Banco Finterra, proveniente de una sofom y que inició operaciones como tal apenas esta semana, tiene claro que el éxito de su negocio dependerá de seguir con su especialización, que es atender a toda la cadena agroalimentaria como lo ha hecho hasta ahora, pero con la posibilidad de ofrecer más productos, tal y como lo permite la figura bancaria.

Finterra nació en el 2004 como sofol para después convertirse en sofom. En el 2013 la Comisión Nacional Bancaria y de Valores (CNBV) le autorizó funcionar como banco, pero inició operaciones de forma oficial el pasado lunes. Aunque el capital es mayoritariamente mexicano, tiene una participación minoritaria del holandés Rabobank. Cuenta con oficinas (no sucursales) en 18 estados de la República y su casa matriz en la ciudad de México. Arranca como banco con más de 1,000 clientes y una cartera superior a los 3,000 millones de pesos.

Otros nuevos pequeños bancos que han surgido de una sofom y que se han enfocado en el agro, no han tenido buenos resultados hasta ahora. Mark MacCoy, director general de Finterra, explica que a diferencia de éstos, ellos, además de su experiencia, se enfocan en atender a toda la cadena agroalimentaria: desde los pequeños y medianos productores del campo, hasta las empresas de alimentos, pasando por las de agronegocios.

En entrevista, aclara que en el tema alimentario, su objetivo no son las principales cadenas trasnacionales que dominan el mercado, sino las que están detrás de éstas.

Además, dice, a diferencia de otros bancos pequeños, Finterra ha tenido ganancias consistentes en los últimos años. Tenemos una presencia física, 19 oficinas; una fuerza comercial que realmente conoce el sector, especializada en la industria agroalimentaria, y resultados de crecimiento favorables del 2014 y el 2015. Te diría que eso tiene mucho que ver, que nos hemos hecho de un equipo comercial muy sólido, tanto en la parte de agronegocios, como de agroindustria y en la industria de alimentos .

Detalla que en cada uno de los tres sectores de la cadena agroalimentaria trabajan con garantías.

Lo que sí hemos logrado es invertir en cada una de estas tres bases de la cadena, y eso es atendido a través de una fuerza comercial con presencia física y conocimiento del mercado local , refiere.

Mark McCoy destaca que Finterra ya tiene una participación de mercado relevante en los productores primarios, pero que la meta es estar en la misma posición en los rubros de agroindustria y en el de empresas alimentarias.
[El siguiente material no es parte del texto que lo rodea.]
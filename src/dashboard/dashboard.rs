use super::{
    command::DashCommand,
    gauge::{FuelGauge, FuelLevel, Notice, SpeedBand, Speedometer},
};
use crate::vehicle_control::{Vehicle, VehicleSnapshot};
use crate::{error, event, frame, info, log, warn};
use chrono::{DateTime, Utc};
use serde::Serialize;
use std::time::Duration;
use strum::IntoEnumIterator;
use tokio::{
    io::{AsyncBufReadExt, BufReader},
    sync::mpsc,
    time::MissedTickBehavior,
};
use tokio_util::sync::CancellationToken;

/// Headless on-board dashboard.
///
/// The dashboard is the only writer of its [`Vehicle`]: commands are queued
/// through a channel and applied one at a time by [`Dashboard::run`], in
/// between the refresh ticks that apply ambient deceleration and render a frame.
pub struct Dashboard {
    vehicle: Vehicle,
    speedometer: Speedometer,
    notice: Option<Notice>,
    json_output: bool,
}

/// Everything shown on screen for one refresh.
#[derive(Debug, Clone, PartialEq, Serialize)]
pub struct DashFrame {
    pub vehicle: VehicleSnapshot,
    pub needle_angle: f64,
    pub speed_readout: (u32, u8),
    pub speed_band: SpeedBand,
    pub fuel_percent: u8,
    pub fuel_level: FuelLevel,
    pub fuel_warning: bool,
    pub notice: Option<&'static str>,
}

impl Dashboard {
    /// Speed above which a running vehicle coasts down between commands.
    const COAST_THRESHOLD: f64 = 10.0;
    /// Deceleration applied per tick while coasting.
    const COAST_DECAY: f64 = 0.2;
    /// Capacity of the command queue.
    pub const COMMAND_BUFFER: usize = 32;

    pub fn new(vehicle: Vehicle, json_output: bool) -> Self {
        Self { vehicle, speedometer: Speedometer::new(), notice: None, json_output }
    }

    pub fn vehicle(&self) -> &Vehicle { &self.vehicle }

    pub fn notice(&self) -> Option<&Notice> { self.notice.as_ref() }

    /// Forwards a user command into the vehicle. Returns `false` on `Quit`.
    #[allow(clippy::float_cmp)]
    pub fn handle(&mut self, cmd: DashCommand, now: DateTime<Utc>) -> bool {
        if cmd == DashCommand::Quit {
            return false;
        }
        let fuel_before = self.vehicle.fuel_level();
        cmd.apply(&mut self.vehicle);
        let outcome = self.vehicle.last_outcome();
        if outcome.is_applied() {
            event!("Command {cmd} applied");
        } else {
            log!("Command {cmd} ignored: {outcome}");
        }
        match cmd {
            DashCommand::Honk => self.notice = Some(Notice::honk(now)),
            DashCommand::Refuel => {
                let capacity = self.vehicle.fuel_capacity();
                if self.vehicle.fuel_level() == capacity && fuel_before < capacity {
                    self.notice = Some(Notice::tank_full(now));
                }
            }
            _ => {}
        }
        true
    }

    /// One refresh step: ambient coasting, needle easing, notice expiry.
    pub fn tick(&mut self, now: DateTime<Utc>) {
        if self.vehicle.is_engine_running() && self.vehicle.speed() > Self::COAST_THRESHOLD {
            self.vehicle.brake(Self::COAST_DECAY);
        }
        self.speedometer.advance(self.vehicle.speed(), self.vehicle.max_speed());
        if self.notice.as_ref().is_some_and(|n| !n.is_active(now)) {
            self.notice = None;
        }
    }

    pub fn frame(&self) -> DashFrame {
        let vehicle = self.vehicle.snapshot();
        DashFrame {
            needle_angle: self.speedometer.angle(),
            speed_readout: Speedometer::readout(vehicle.speed),
            speed_band: Speedometer::band(vehicle.speed, vehicle.max_speed),
            fuel_percent: FuelGauge::percent(vehicle.fuel_fraction),
            fuel_level: FuelGauge::level(vehicle.fuel_fraction),
            fuel_warning: vehicle.fuel_critical,
            notice: self.notice().map(Notice::text),
            vehicle,
        }
    }

    /// Renders a frame as one status line, or as JSON when configured.
    pub fn render(&self, dash_frame: &DashFrame) -> Result<String, serde_json::Error> {
        if self.json_output {
            return serde_json::to_string(dash_frame);
        }
        let (whole, tenth) = dash_frame.speed_readout;
        Ok(format!(
            "[{}] {:>3}.{} km/h / {} ({}) | needle {:6.1}° | engine {} | fuel {:>3}% ({}){} | {}",
            dash_frame.vehicle.model,
            whole,
            tenth,
            dash_frame.vehicle.max_speed,
            dash_frame.speed_band,
            dash_frame.needle_angle,
            if dash_frame.vehicle.engine_running { "on " } else { "off" },
            dash_frame.fuel_percent,
            dash_frame.fuel_level,
            if dash_frame.fuel_warning { " LOW" } else { "" },
            dash_frame.notice.unwrap_or("")
        ))
    }

    /// Drives the dashboard until `Quit`, a closed command channel or
    /// cancellation. Returns the vehicle in its final state.
    pub async fn run(
        mut self,
        mut commands: mpsc::Receiver<DashCommand>,
        refresh: Duration,
        cancel: CancellationToken,
    ) -> Vehicle {
        let mut ticker = tokio::time::interval(refresh);
        ticker.set_missed_tick_behavior(MissedTickBehavior::Skip);
        info!("Dashboard online for {}, refreshing every {}ms", self.vehicle().model(), refresh.as_millis());
        loop {
            tokio::select! {
                () = cancel.cancelled() => break,
                received = commands.recv() => {
                    let Some(cmd) = received else { break };
                    if !self.handle(cmd, Utc::now()) {
                        break;
                    }
                    self.emit();
                }
                _ = ticker.tick() => {
                    self.tick(Utc::now());
                    self.emit();
                }
            }
        }
        info!("Dashboard shutting down");
        self.vehicle
    }

    fn emit(&self) {
        match self.render(&self.frame()) {
            Ok(line) => frame!("{line}"),
            Err(e) => error!("Failed to render frame: {e}"),
        }
    }

    /// Reads commands line by line from stdin and queues them for the dashboard.
    pub async fn read_console(tx: mpsc::Sender<DashCommand>, cancel: CancellationToken) {
        let keywords: Vec<&str> = DashCommand::iter().map(DashCommand::keyword).collect();
        info!("Commands: {}", keywords.join(", "));
        let mut lines = BufReader::new(tokio::io::stdin()).lines();
        loop {
            let read = tokio::select! {
                () = cancel.cancelled() => return,
                read = lines.next_line() => read,
            };
            match read {
                Ok(Some(line)) if line.trim().is_empty() => {}
                Ok(Some(line)) => match DashCommand::parse(&line) {
                    Some(cmd) => {
                        if tx.send(cmd).await.is_err() || cmd == DashCommand::Quit {
                            return;
                        }
                    }
                    None => warn!("Unknown command '{}', expected one of: {}", line.trim(), keywords.join(", ")),
                },
                Ok(None) => {
                    let _ = tx.send(DashCommand::Quit).await;
                    return;
                }
                Err(e) => {
                    error!("Failed to read console input: {e}");
                    return;
                }
            }
        }
    }
}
Captación, en el segundo semestre

Una de las principales facultades que otorga la figura de banca es captar recursos del público. Esto comenzará a hacerlo Finterra en el segundo semestre del año, de acuerdo con su director general. Hoy se fondea con recursos de los accionistas, y también a través de FIRA y de banca de desarrollo extranjera.

A partir del segundo semestre del año, ya a través de una banca electrónica, apertura de cuentas de cheques a nuestros clientes, otorgándoles una tarjeta de débito como canal de salida para su efectivo, pero más que nada, una banca enfocada, muy ágil, para poder hacer transferencias entre bancos, y con productos de captación tradicionales , puntualiza.

Concentrado en su nicho

Mark McCoy tiene claro que bancos pequeños y de reciente creación como el que encabeza no pueden competir con los grandes que concentran gran parte del mercado.

En donde se enfocan ellos y seguirán enfocándose es en su nicho, que es el agroalimentario, donde otras instituciones mayores casi no tienen presencia.

Nuestras ventajas competitivas son la especialización de la cadena, con una atención muy personalizada, con productos hechos y acorde a las necesidades de nuestros clientes, y con un tiempo de respuesta que supera el tiempo de respuesta de la banca tradicional , dice.

En cuanto a la regulación que ahora deben enfrentar como banco, menciona que es robusta, pero que sus resultados financieros han demostrado que la pueden cumplir.